Les détails de cette captivité sont sujets à débat. Il y a les légendes, les témoignages glorificateurs, les controverses entre historiens. Mais quelques certitudes subsistent : Victor Jara a notamment le temps d’écrire son ultime texte, intitulé Stade du Chili, avant de se faire briser les mains et les doigts par ses tortionnaires, puis d’être abattu d’une balle dans la tête à l’arrière du stade, sur un terrain vague. Les militaires vident leurs chargeurs dans son corps et exposent ce dernier à l’entrée de l’enceinte, comme un avertissement. Au bout de quelques jours, il est déplacé avec d’autres corps, puis identifié par des civils qui, après avoir prévenu la femme de Victor Jara, Joan, l’emmènent au cimetière municipal et l’enterrent enfin dignement.

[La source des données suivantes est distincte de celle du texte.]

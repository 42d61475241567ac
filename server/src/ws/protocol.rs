//! Wire message shapes for the meeting socket.
//!
//! Everything on the wire is a JSON object. Outbound traffic is an
//! envelope `{"type": ..., "data": ...}` except errors, which are
//! `{"type":"error","msg": ...}`. Inbound traffic is decoded manually so
//! each malformed field can be answered with its own diagnostic.

use chrono::Local;
use serde::Serialize;
use serde_json::Value;

/// One entry of the chat log as seen on the wire.
#[derive(Debug, Clone, Serialize)]
pub struct ChatMessage {
    pub id: i32,
    pub time: String,
    pub date: String,
    pub from: i64,
    #[serde(rename = "fromname")]
    pub from_name: String,
    pub color: String,
    pub message: String,
}

/// One attendee as seen in `users`/`adduser`/`removeuser` payloads.
#[derive(Debug, Clone, Serialize)]
pub struct UserEntry {
    pub name: String,
    pub color: String,
    pub id: i32,
}

#[derive(Debug, Clone, Serialize)]
pub struct UserList {
    pub users: Vec<UserEntry>,
}

/// Lifecycle flags broadcast as the `status` payload.
#[derive(Debug, Clone, Serialize)]
pub struct MeetingStateMsg {
    pub isopen: bool,
    pub isfinished: bool,
}

/// Snapshot of the active poll. `voted` is only filled in for admins.
#[derive(Debug, Clone, Serialize)]
pub struct PollStatus {
    pub question: String,
    pub answers: Vec<String>,
    pub tally: [i32; 5],
    #[serde(skip_serializing_if = "Option::is_none")]
    pub voted: Option<Vec<i32>>,
}

/// Typed outbound envelope: `{"type": <kind>, "data": <payload>}`.
#[derive(Debug, Clone, Serialize)]
#[serde(tag = "type", content = "data")]
pub enum Event {
    #[serde(rename = "message")]
    Message(ChatMessage),
    #[serde(rename = "messages")]
    Messages(Vec<ChatMessage>),
    #[serde(rename = "adduser")]
    AddUser(UserEntry),
    #[serde(rename = "removeuser")]
    RemoveUser(UserEntry),
    #[serde(rename = "users")]
    Users(UserList),
    #[serde(rename = "status")]
    Status(MeetingStateMsg),
    #[serde(rename = "poll")]
    Poll(Option<PollStatus>),
    #[serde(rename = "disconnect")]
    Disconnect(ChatMessage),
}

/// The error envelope carries `msg` directly instead of a `data` object.
#[derive(Debug, Clone, Serialize)]
pub struct WireError {
    #[serde(rename = "type")]
    kind: &'static str,
    pub msg: String,
}

/// Anything the server writes to a session socket.
#[derive(Debug, Clone, Serialize)]
#[serde(untagged)]
pub enum Outbound {
    Event(Event),
    Error(WireError),
}

impl Outbound {
    pub fn error(msg: impl Into<String>) -> Self {
        Outbound::Error(WireError {
            kind: "error",
            msg: msg.into(),
        })
    }

    /// Synthetic final message written right before the server closes a
    /// session: a system chat record carrying the reason.
    pub fn disconnect(reason: &str) -> Self {
        let now = Local::now();
        Outbound::Event(Event::Disconnect(ChatMessage {
            id: -1,
            time: now.format("%H:%M:%S").to_string(),
            date: now.format("%Y-%m-%d").to_string(),
            from: -1,
            from_name: String::new(),
            color: String::new(),
            message: reason.to_string(),
        }))
    }
}

/// A decoded client command, not yet permission-checked.
#[derive(Debug, Clone, PartialEq)]
pub enum Inbound {
    Message {
        message: String,
    },
    Vote {
        question: String,
        vote: i32,
    },
    Open,
    Finish,
    NewPoll {
        question: String,
        answers: Vec<String>,
        minutes: i64,
    },
    AbortPoll,
    Kick {
        user: i32,
        canrejoin: bool,
    },
}

/// Why an inbound message produced no command.
#[derive(Debug, Clone, PartialEq)]
pub enum DecodeError {
    /// Logged server-side, nothing sent back.
    Ignored(String),
    /// Answered with an `error` envelope.
    Rejected(&'static str),
}

/// Decode one inbound JSON object into a command.
///
/// `Ok(None)` means the message was valid but carries nothing to forward
/// (an empty chat line). Malformed `message`/`vote` payloads are only
/// logged; malformed admin commands are reported back to the sender.
pub fn decode(value: &Value) -> Result<Option<Inbound>, DecodeError> {
    let Some(root) = value.as_object() else {
        return Err(DecodeError::Ignored(format!(
            "unable to get map from json object {value}"
        )));
    };
    let Some(kind) = root.get("type").and_then(Value::as_str) else {
        return Err(DecodeError::Ignored(format!(
            "unable to get type from json object {value}"
        )));
    };

    match kind {
        "message" => {
            let Some(message) = root.get("message").and_then(Value::as_str) else {
                return Err(DecodeError::Ignored(
                    "malformatted json in message".to_string(),
                ));
            };
            let message = message.trim();
            if message.is_empty() {
                return Ok(None);
            }
            Ok(Some(Inbound::Message {
                message: message.to_string(),
            }))
        }
        "vote" => {
            let Some(question) = root.get("question").and_then(Value::as_str) else {
                return Err(DecodeError::Ignored("malformatted json in vote".to_string()));
            };
            let Some(vote) = root.get("vote").and_then(Value::as_f64) else {
                return Err(DecodeError::Ignored(
                    "malformatted vote json in vote".to_string(),
                ));
            };
            Ok(Some(Inbound::Vote {
                question: question.to_string(),
                vote: vote as i32,
            }))
        }
        "open" => Ok(Some(Inbound::Open)),
        "finish" => Ok(Some(Inbound::Finish)),
        "newpoll" => decode_new_poll(root).map(Some),
        "abortpoll" => Ok(Some(Inbound::AbortPoll)),
        "kick" => decode_kick(root).map(Some),
        other => Err(DecodeError::Ignored(format!("unknown message type {other}"))),
    }
}

fn decode_new_poll(root: &serde_json::Map<String, Value>) -> Result<Inbound, DecodeError> {
    let Some(question) = root.get("question").and_then(Value::as_str) else {
        return Err(DecodeError::Rejected("Invalid or no question"));
    };
    let Some(minutes) = root.get("minutes").and_then(Value::as_f64) else {
        return Err(DecodeError::Rejected("Invalid or no minutes"));
    };
    let Some(raw_answers) = root.get("answers").and_then(Value::as_array) else {
        return Err(DecodeError::Rejected("Invalid or no answers"));
    };
    if raw_answers.len() > 5 {
        return Err(DecodeError::Rejected("Too many answers"));
    }
    let mut answers = Vec::with_capacity(raw_answers.len());
    for answer in raw_answers {
        let Some(answer) = answer.as_str() else {
            return Err(DecodeError::Rejected("Invalid or unparsable answer"));
        };
        answers.push(answer.to_string());
    }
    Ok(Inbound::NewPoll {
        question: question.to_string(),
        answers,
        minutes: minutes as i64,
    })
}

fn decode_kick(root: &serde_json::Map<String, Value>) -> Result<Inbound, DecodeError> {
    let Some(user) = root.get("user").and_then(Value::as_f64) else {
        return Err(DecodeError::Rejected("Invalid user in json"));
    };
    let Some(canrejoin) = root.get("canrejoin").and_then(Value::as_bool) else {
        return Err(DecodeError::Rejected("Invalid canrejoin in json"));
    };
    Ok(Inbound::Kick {
        user: user as i32,
        canrejoin,
    })
}

#[cfg(test)]
mod tests {
    use super::*;
    use serde_json::json;

    #[test]
    fn chat_message_envelope_shape() {
        let event = Outbound::Event(Event::Message(ChatMessage {
            id: 7,
            time: "10:30:00".to_string(),
            date: "2026-08-02".to_string(),
            from: 12,
            from_name: "Ada".to_string(),
            color: "3".to_string(),
            message: "hi".to_string(),
        }));
        let encoded = serde_json::to_value(&event).unwrap();
        assert_eq!(
            encoded,
            json!({
                "type": "message",
                "data": {
                    "id": 7, "time": "10:30:00", "date": "2026-08-02",
                    "from": 12, "fromname": "Ada", "color": "3", "message": "hi"
                }
            })
        );
    }

    #[test]
    fn error_envelope_has_no_data_object() {
        let encoded = serde_json::to_value(Outbound::error("Permission denied")).unwrap();
        assert_eq!(encoded, json!({"type": "error", "msg": "Permission denied"}));
    }

    #[test]
    fn disconnect_is_a_synthetic_system_message() {
        let Outbound::Event(Event::Disconnect(msg)) = Outbound::disconnect("bye") else {
            panic!("expected disconnect event");
        };
        assert_eq!(msg.id, -1);
        assert_eq!(msg.from, -1);
        assert!(msg.from_name.is_empty());
        assert_eq!(msg.message, "bye");
    }

    #[test]
    fn poll_status_hides_voters_from_non_admins() {
        let user_view = serde_json::to_value(Event::Poll(Some(PollStatus {
            question: "Q".to_string(),
            answers: vec!["a".to_string()],
            tally: [1, 0, 0, 0, 0],
            voted: None,
        })))
        .unwrap();
        assert!(user_view["data"].get("voted").is_none());

        let admin_view = serde_json::to_value(Event::Poll(Some(PollStatus {
            question: "Q".to_string(),
            answers: vec!["a".to_string()],
            tally: [1, 0, 0, 0, 0],
            voted: Some(vec![4]),
        })))
        .unwrap();
        assert_eq!(admin_view["data"]["voted"], json!([4]));
    }

    #[test]
    fn empty_user_list_serializes_as_empty_array() {
        let encoded = serde_json::to_value(Event::Users(UserList { users: vec![] })).unwrap();
        assert_eq!(encoded, json!({"type": "users", "data": {"users": []}}));
    }

    #[test]
    fn chat_text_is_trimmed() {
        let decoded = decode(&json!({"type": "message", "message": " hi "})).unwrap();
        assert_eq!(
            decoded,
            Some(Inbound::Message {
                message: "hi".to_string()
            })
        );
    }

    #[test]
    fn whitespace_only_chat_is_dropped() {
        assert_eq!(
            decode(&json!({"type": "message", "message": "   "})),
            Ok(None)
        );
    }

    #[test]
    fn malformed_chat_is_ignored_silently() {
        assert!(matches!(
            decode(&json!({"type": "message", "message": 3})),
            Err(DecodeError::Ignored(_))
        ));
        assert!(matches!(
            decode(&json!({"type": "vote", "question": "Q", "vote": "zero"})),
            Err(DecodeError::Ignored(_))
        ));
    }

    #[test]
    fn five_answers_accepted_six_rejected() {
        let five: Vec<&str> = vec!["a", "b", "c", "d", "e"];
        let decoded = decode(&json!({
            "type": "newpoll", "question": "Q", "minutes": 5, "answers": five
        }))
        .unwrap();
        assert!(
            matches!(decoded, Some(Inbound::NewPoll { ref answers, .. }) if answers.len() == 5)
        );

        let six: Vec<&str> = vec!["a", "b", "c", "d", "e", "f"];
        assert_eq!(
            decode(&json!({
                "type": "newpoll", "question": "Q", "minutes": 5, "answers": six
            })),
            Err(DecodeError::Rejected("Too many answers"))
        );
    }

    #[test]
    fn new_poll_field_diagnostics() {
        assert_eq!(
            decode(&json!({"type": "newpoll", "minutes": 5, "answers": ["a"]})),
            Err(DecodeError::Rejected("Invalid or no question"))
        );
        assert_eq!(
            decode(&json!({"type": "newpoll", "question": "Q", "answers": ["a"]})),
            Err(DecodeError::Rejected("Invalid or no minutes"))
        );
        assert_eq!(
            decode(&json!({"type": "newpoll", "question": "Q", "minutes": 5})),
            Err(DecodeError::Rejected("Invalid or no answers"))
        );
        assert_eq!(
            decode(&json!({"type": "newpoll", "question": "Q", "minutes": 5, "answers": ["a", 2]})),
            Err(DecodeError::Rejected("Invalid or unparsable answer"))
        );
    }

    #[test]
    fn kick_field_diagnostics() {
        assert_eq!(
            decode(&json!({"type": "kick", "canrejoin": true})),
            Err(DecodeError::Rejected("Invalid user in json"))
        );
        assert_eq!(
            decode(&json!({"type": "kick", "user": 3})),
            Err(DecodeError::Rejected("Invalid canrejoin in json"))
        );
        assert_eq!(
            decode(&json!({"type": "kick", "user": 3, "canrejoin": false})).unwrap(),
            Some(Inbound::Kick {
                user: 3,
                canrejoin: false
            })
        );
    }

    #[test]
    fn unknown_type_is_ignored() {
        assert!(matches!(
            decode(&json!({"type": "dance"})),
            Err(DecodeError::Ignored(_))
        ));
        assert!(matches!(decode(&json!(42)), Err(DecodeError::Ignored(_))));
    }
}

Durant les quarante années qui suivent, Victor Jara devient un symbole de la lutte socialiste chilienne et de la violence du régime de Pinochet. En France, de nombreuses chansons sont écrites en son honneur, notamment Le bruit des bottes de Jean Ferrat ou La Samba de Bernard Lavilliers. En 2008, le colonel Mario Manríquez Bravo, chef de la sécurité de l’Estadio Chile à l’époque du coup d’État, est le premier militaire à être condamné pour sa participation aux exécutions. L’année suivante, il est établi que des militaires conscrits, dont un certain José Adolfo Paredes Márquez, ont en fait joué à la roulette russe avec la tête de Victor Jara, jusqu’à ce qu’une balle soit tirée. Il est également condamné, comme de nombreux protagonistes, jugés jusqu’en 2015. Encore aujourd’hui, la justice chilienne attend l’extradition de plusieurs militaires retraités établis à l’étranger et supposément responsables des massacres de 1973. En attendant, l’Estadio Chile a été renommé Estadio Victor Jara, en hommage au chanteur résistant.